Why did I get irritated by that? Because criticising people for the sin of being nothing more than products of their time always winds me up. It's very easy to be wise after the event, but nothing I've seen of anyone who has ever doen the above has ever convinced me they'd do any better in identical circumstances. One thing I try to avoid doing is criticising people for doing what I would do myself under the same circumstances.
Splitting Hairs
Date: 2005-08-23 04:23 pm (UTC)So much of that agricultural expansion and distribution was to serve a specific Imperial purpose. I would argue the commodification of agriculture for enterprise is a distinctly Imperial concept, especially with its protected markets, state prices and monopoly interests that set it apart from conventional capitalism even. Consider: sugar, rum (and the gin response); corn (cheap calories for slaves); sheep & wool (Wool Board, for example).
Likewise, the pricing of territory in Australia was based off of an English model of productivity that frankly, Australia mostly cannot support - it is a pricing model that sets up shepherds for financial ruin.
These are certainly more artefacts of Empire and its policies than it is locally-informed capitalism or a mere agriculture meme. Indeed, going back to the cattle in Zambeze example, the speed of exploitation and expectation of rapid return is something wholely different from a mere agricultural settler who might have the time to observe local practices and mimic them.
Consider all the early colonial failures in Virginia, because the Crown and its representative companies had the colonists busy trying to pay their interest, digging for gold, rather than planting food crops or cultivating a new market for tobacco.
---
Incidentally, the potato is a decidedly problematic crop: both historically (Ireland?), and currently (very heavy pesticide need) - arguably the result of trying to make an alien species successful in an inappropriate land with high expectations of success.
---
As for criticising people as products of their time: fair enough - however, consider the rapacious need to exploit that was so much of Empire. Had they had longer timescales to properly settle, experiment; or more flexible attitudes towards local solutions that they might have learned from - both a different, and possibly more successful Empire might have resulted. Instead the 'forcefit' of Empire is wasteful of knowledge and has provoked great misery. Moreover, these were conversations of their day (e.g. the Papal intervention on Spanish & Portugese abuses of American natives; the Haitian revolution; the American revolution; Disraeli/Gladstone), not just a modern eye looking to the past.

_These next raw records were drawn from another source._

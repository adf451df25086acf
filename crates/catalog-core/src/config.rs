//! Configuration types for the catalog system
//!
//! This module defines all configuration structures used throughout the crate.

use serde::{Deserialize, Serialize};

/// Default upstream feed
pub const DEFAULT_SWAPI_BASE_URL: &str = "https://swapi.tech/api";

/// Main catalog configuration
#[derive(Debug, Clone, Default, Serialize, Deserialize)]
pub struct CatalogConfig {
    /// External source configuration
    #[serde(default)]
    pub source: SourceConfig,

    /// Record store configuration
    #[serde(default)]
    pub store: StoreConfig,

    /// Optional sync engine settings
    #[serde(default)]
    pub sync: SyncConfig,
}

impl CatalogConfig {
    /// Create a new configuration with defaults
    pub fn new() -> Self {
        Self::default()
    }

    /// Validate the configuration
    pub fn validate(&self) -> Result<(), crate::Error> {
        self.source.validate()?;
        self.store.validate()?;
        self.sync.validate()?;
        Ok(())
    }
}

/// External source configuration
#[derive(Debug, Clone, Serialize, Deserialize)]
#[serde(tag = "type", rename_all = "snake_case")]
pub enum SourceConfig {
    /// SWAPI-shaped HTTP feed
    Swapi {
        /// Base URL; collection is read from `{base_url}/films`
        base_url: String,
        /// Per-request timeout; `None` means the call blocks until the transport gives up
        #[serde(default)]
        timeout_secs: Option<u64>,
    },

    /// Custom source
    Custom {
        /// Factory name to use
        factory: String,
        /// Custom configuration data
        config: serde_json::Value,
    },
}

impl SourceConfig {
    /// Validate the source configuration
    pub fn validate(&self) -> Result<(), crate::Error> {
        match self {
            SourceConfig::Swapi {
                base_url,
                timeout_secs,
            } => {
                if base_url.is_empty() {
                    return Err(crate::Error::config("Source base URL cannot be empty"));
                }
                if !base_url.starts_with("http://") && !base_url.starts_with("https://") {
                    return Err(crate::Error::config(format!(
                        "Source base URL must use HTTP or HTTPS scheme. Got: {}",
                        base_url
                    )));
                }
                if *timeout_secs == Some(0) {
                    return Err(crate::Error::config("Source timeout must be > 0"));
                }
                Ok(())
            }
            SourceConfig::Custom { factory, config } => {
                if factory.is_empty() {
                    return Err(crate::Error::config("Custom source factory cannot be empty"));
                }
                if config.is_null() {
                    return Err(crate::Error::config("Custom source config cannot be null"));
                }
                Ok(())
            }
        }
    }

    /// Get the source type name used for registry lookups
    pub fn type_name(&self) -> &str {
        match self {
            SourceConfig::Swapi { .. } => "swapi",
            SourceConfig::Custom { factory, .. } => factory,
        }
    }
}

impl Default for SourceConfig {
    fn default() -> Self {
        SourceConfig::Swapi {
            base_url: DEFAULT_SWAPI_BASE_URL.to_string(),
            timeout_secs: None,
        }
    }
}

/// Record store configuration
#[derive(Debug, Clone, Default, Serialize, Deserialize)]
#[serde(tag = "type", rename_all = "snake_case")]
pub enum StoreConfig {
    /// JSON file store
    File {
        /// Path to the catalog file
        path: String,
    },

    /// In-memory store (not persistent)
    #[default]
    Memory,

    /// Custom store
    Custom {
        /// Factory name to use
        factory: String,
        /// Custom configuration data
        config: serde_json::Value,
    },
}

impl StoreConfig {
    /// Validate the store configuration
    pub fn validate(&self) -> Result<(), crate::Error> {
        match self {
            StoreConfig::File { path } if path.is_empty() => {
                Err(crate::Error::config("File store path cannot be empty"))
            }
            StoreConfig::Custom { factory, .. } if factory.is_empty() => {
                Err(crate::Error::config("Custom store factory cannot be empty"))
            }
            _ => Ok(()),
        }
    }

    /// Get the store type name used for registry lookups
    pub fn type_name(&self) -> &str {
        match self {
            StoreConfig::File { .. } => "file",
            StoreConfig::Memory => "memory",
            StoreConfig::Custom { factory, .. } => factory,
        }
    }
}

/// Sync engine configuration
#[derive(Debug, Clone, Serialize, Deserialize)]
pub struct SyncConfig {
    /// Capacity of the sync event channel
    ///
    /// When full, new events are dropped with a warning log.
    ///
    /// Default: 1000 events
    #[serde(default = "default_event_channel_capacity")]
    pub event_channel_capacity: usize,
}

impl SyncConfig {
    pub fn validate(&self) -> Result<(), crate::Error> {
        if self.event_channel_capacity == 0 {
            return Err(crate::Error::config("Event channel capacity must be > 0"));
        }
        Ok(())
    }
}

impl Default for SyncConfig {
    fn default() -> Self {
        Self {
            event_channel_capacity: default_event_channel_capacity(),
        }
    }
}

fn default_event_channel_capacity() -> usize {
    1000
}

I think criticism is fair to employ, so long as it is also employed against oneself in one's own time, which I happily do as well. :-)
Re: Splitting Hairs
Date: 2005-08-24 08:59 am (UTC)Hilary
Re: Splitting Hairs
Date: 2005-08-24 04:06 pm (UTC)Also
Date: 2005-08-23 04:31 pm (UTC)What I find interesting is what seems to me the strongest lesson from Empire - don't let existing reality get in the way of a shared idea stamped onto that reality.
I would argue this is a very Imperial meme, and one that has provoked both positive and negative applications. Also, I do not dispute the benefits of Empire, but I think it's myopic to ignore its problems as well.